Task requirements: Output the line with "reset is acceptable." and every following line to the end of the material, exactly as they appear.

Raw data:
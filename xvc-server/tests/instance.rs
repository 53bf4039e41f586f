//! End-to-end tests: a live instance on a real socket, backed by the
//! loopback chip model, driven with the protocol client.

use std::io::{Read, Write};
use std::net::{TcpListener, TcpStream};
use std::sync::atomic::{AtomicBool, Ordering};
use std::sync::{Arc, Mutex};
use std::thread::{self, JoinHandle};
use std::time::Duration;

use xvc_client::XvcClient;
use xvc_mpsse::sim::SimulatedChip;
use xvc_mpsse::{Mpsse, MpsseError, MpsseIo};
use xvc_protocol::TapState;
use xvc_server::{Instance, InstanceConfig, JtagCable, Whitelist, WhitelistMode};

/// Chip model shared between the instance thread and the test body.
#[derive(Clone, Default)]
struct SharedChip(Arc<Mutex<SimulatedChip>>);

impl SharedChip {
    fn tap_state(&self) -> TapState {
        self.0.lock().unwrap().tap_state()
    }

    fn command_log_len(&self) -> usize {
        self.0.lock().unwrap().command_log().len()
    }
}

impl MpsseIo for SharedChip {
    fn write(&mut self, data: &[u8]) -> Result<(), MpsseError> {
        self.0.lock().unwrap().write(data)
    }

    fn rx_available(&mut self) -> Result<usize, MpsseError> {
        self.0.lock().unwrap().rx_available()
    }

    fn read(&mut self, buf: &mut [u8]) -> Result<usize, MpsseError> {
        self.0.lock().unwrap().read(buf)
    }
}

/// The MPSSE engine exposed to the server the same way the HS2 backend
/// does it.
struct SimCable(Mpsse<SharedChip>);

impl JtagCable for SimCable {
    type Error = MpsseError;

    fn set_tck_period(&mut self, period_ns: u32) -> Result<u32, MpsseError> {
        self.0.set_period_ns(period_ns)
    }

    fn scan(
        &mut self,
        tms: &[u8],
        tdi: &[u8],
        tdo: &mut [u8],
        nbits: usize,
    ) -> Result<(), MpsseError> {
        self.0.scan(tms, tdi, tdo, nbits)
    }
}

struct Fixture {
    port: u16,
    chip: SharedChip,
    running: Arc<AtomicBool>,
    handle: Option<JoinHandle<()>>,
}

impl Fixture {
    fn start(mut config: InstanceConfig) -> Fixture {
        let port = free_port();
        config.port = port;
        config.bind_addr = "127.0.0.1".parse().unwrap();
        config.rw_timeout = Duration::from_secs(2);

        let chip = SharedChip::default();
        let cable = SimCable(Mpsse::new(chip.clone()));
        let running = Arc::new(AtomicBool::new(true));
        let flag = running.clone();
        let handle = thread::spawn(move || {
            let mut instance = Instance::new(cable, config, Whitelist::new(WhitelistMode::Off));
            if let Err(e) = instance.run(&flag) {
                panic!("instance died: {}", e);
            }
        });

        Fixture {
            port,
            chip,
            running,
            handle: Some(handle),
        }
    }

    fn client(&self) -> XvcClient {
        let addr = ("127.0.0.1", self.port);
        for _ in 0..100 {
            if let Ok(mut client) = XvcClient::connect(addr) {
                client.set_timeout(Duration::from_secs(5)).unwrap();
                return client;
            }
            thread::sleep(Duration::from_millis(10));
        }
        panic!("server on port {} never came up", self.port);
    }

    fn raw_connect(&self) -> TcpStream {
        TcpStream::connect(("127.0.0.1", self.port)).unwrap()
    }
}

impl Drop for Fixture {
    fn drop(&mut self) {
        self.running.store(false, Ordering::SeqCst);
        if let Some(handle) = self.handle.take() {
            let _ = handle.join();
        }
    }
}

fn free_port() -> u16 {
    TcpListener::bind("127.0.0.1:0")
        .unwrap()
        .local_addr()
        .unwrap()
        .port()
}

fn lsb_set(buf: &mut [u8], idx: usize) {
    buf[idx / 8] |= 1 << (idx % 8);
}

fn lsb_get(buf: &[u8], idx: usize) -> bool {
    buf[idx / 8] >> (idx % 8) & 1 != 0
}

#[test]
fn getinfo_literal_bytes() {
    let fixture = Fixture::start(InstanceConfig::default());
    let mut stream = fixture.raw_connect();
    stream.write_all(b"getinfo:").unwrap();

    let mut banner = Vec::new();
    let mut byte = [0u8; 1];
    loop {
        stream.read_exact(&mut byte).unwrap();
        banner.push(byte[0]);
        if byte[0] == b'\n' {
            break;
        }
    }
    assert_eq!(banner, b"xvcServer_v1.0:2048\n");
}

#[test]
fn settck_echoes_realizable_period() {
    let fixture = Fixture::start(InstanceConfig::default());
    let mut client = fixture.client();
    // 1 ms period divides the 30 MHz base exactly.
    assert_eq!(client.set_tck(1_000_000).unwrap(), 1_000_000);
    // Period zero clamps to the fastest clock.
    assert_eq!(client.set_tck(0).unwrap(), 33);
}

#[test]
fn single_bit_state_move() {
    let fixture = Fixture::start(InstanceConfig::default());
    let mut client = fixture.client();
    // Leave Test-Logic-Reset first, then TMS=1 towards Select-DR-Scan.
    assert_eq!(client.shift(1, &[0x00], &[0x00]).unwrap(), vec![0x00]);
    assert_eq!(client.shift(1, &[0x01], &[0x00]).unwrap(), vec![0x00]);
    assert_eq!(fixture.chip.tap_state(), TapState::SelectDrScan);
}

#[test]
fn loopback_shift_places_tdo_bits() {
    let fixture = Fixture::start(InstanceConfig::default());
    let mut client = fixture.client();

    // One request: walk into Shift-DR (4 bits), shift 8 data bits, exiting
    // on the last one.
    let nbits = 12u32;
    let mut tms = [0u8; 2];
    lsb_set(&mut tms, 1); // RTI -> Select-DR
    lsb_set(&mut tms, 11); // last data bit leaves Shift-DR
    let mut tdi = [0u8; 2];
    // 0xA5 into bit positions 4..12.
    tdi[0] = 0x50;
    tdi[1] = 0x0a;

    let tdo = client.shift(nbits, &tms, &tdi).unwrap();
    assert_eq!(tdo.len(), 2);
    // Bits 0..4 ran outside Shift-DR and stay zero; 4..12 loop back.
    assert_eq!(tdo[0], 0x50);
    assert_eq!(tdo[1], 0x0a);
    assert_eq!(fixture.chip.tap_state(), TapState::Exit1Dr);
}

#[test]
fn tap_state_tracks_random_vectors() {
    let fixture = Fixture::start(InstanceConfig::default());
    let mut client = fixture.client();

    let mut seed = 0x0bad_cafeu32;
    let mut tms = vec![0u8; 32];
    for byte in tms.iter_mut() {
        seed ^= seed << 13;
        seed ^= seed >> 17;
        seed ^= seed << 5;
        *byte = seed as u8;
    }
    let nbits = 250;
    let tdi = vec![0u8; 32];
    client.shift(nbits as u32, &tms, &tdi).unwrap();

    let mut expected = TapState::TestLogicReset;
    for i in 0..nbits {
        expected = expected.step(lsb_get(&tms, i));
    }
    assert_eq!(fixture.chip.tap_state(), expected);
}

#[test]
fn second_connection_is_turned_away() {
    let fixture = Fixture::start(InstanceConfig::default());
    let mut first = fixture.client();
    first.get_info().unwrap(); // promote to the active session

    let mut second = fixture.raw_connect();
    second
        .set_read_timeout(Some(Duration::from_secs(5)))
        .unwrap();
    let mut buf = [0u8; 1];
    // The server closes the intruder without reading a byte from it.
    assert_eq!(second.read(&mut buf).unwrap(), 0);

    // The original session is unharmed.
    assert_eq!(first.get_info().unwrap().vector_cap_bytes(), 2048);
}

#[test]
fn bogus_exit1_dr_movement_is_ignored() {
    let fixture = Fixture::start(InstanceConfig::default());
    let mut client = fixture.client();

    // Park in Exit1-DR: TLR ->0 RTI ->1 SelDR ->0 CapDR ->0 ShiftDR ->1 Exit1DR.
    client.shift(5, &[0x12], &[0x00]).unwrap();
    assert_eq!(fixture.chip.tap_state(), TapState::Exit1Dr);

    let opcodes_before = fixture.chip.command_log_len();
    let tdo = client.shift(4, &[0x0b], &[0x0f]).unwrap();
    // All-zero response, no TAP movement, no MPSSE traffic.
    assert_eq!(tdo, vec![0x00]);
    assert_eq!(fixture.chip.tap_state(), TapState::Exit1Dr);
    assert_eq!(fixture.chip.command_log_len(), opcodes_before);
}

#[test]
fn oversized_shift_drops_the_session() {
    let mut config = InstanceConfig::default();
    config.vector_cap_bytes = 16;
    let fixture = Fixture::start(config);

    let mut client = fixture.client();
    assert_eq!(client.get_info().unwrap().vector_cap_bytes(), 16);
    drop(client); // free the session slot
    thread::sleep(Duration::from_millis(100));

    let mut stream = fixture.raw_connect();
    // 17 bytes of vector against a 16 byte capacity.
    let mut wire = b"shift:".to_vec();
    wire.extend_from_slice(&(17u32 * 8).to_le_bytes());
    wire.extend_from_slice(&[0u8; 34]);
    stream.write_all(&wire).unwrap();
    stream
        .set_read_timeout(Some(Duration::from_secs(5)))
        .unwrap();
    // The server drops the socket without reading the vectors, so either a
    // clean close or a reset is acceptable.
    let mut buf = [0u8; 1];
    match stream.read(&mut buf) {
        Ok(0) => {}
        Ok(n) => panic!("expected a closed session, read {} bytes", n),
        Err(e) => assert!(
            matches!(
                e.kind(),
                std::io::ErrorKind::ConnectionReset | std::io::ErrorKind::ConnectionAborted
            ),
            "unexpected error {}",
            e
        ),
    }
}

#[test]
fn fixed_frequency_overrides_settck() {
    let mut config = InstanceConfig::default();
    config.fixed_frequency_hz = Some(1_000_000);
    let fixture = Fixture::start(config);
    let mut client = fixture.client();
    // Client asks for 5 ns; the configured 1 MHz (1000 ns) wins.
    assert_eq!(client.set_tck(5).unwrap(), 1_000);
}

Response box:
    // clean close or a reset is acceptable.
    let mut buf = [0u8; 1];
    match stream.read(&mut buf) {
        Ok(0) => {}
        Ok(n) => panic!("expected a closed session, read {} bytes", n),
        Err(e) => assert!(
            matches!(
                e.kind(),
                std::io::ErrorKind::ConnectionReset | std::io::ErrorKind::ConnectionAborted
            ),
            "unexpected error {}",
            e
        ),
    }
}

#[test]
fn fixed_frequency_overrides_settck() {
    let mut config = InstanceConfig::default();
    config.fixed_frequency_hz = Some(1_000_000);
    let fixture = Fixture::start(config);
    let mut client = fixture.client();
    // Client asks for 5 ns; the configured 1 MHz (1000 ns) wins.
    assert_eq!(client.set_tck(5).unwrap(), 1_000);
}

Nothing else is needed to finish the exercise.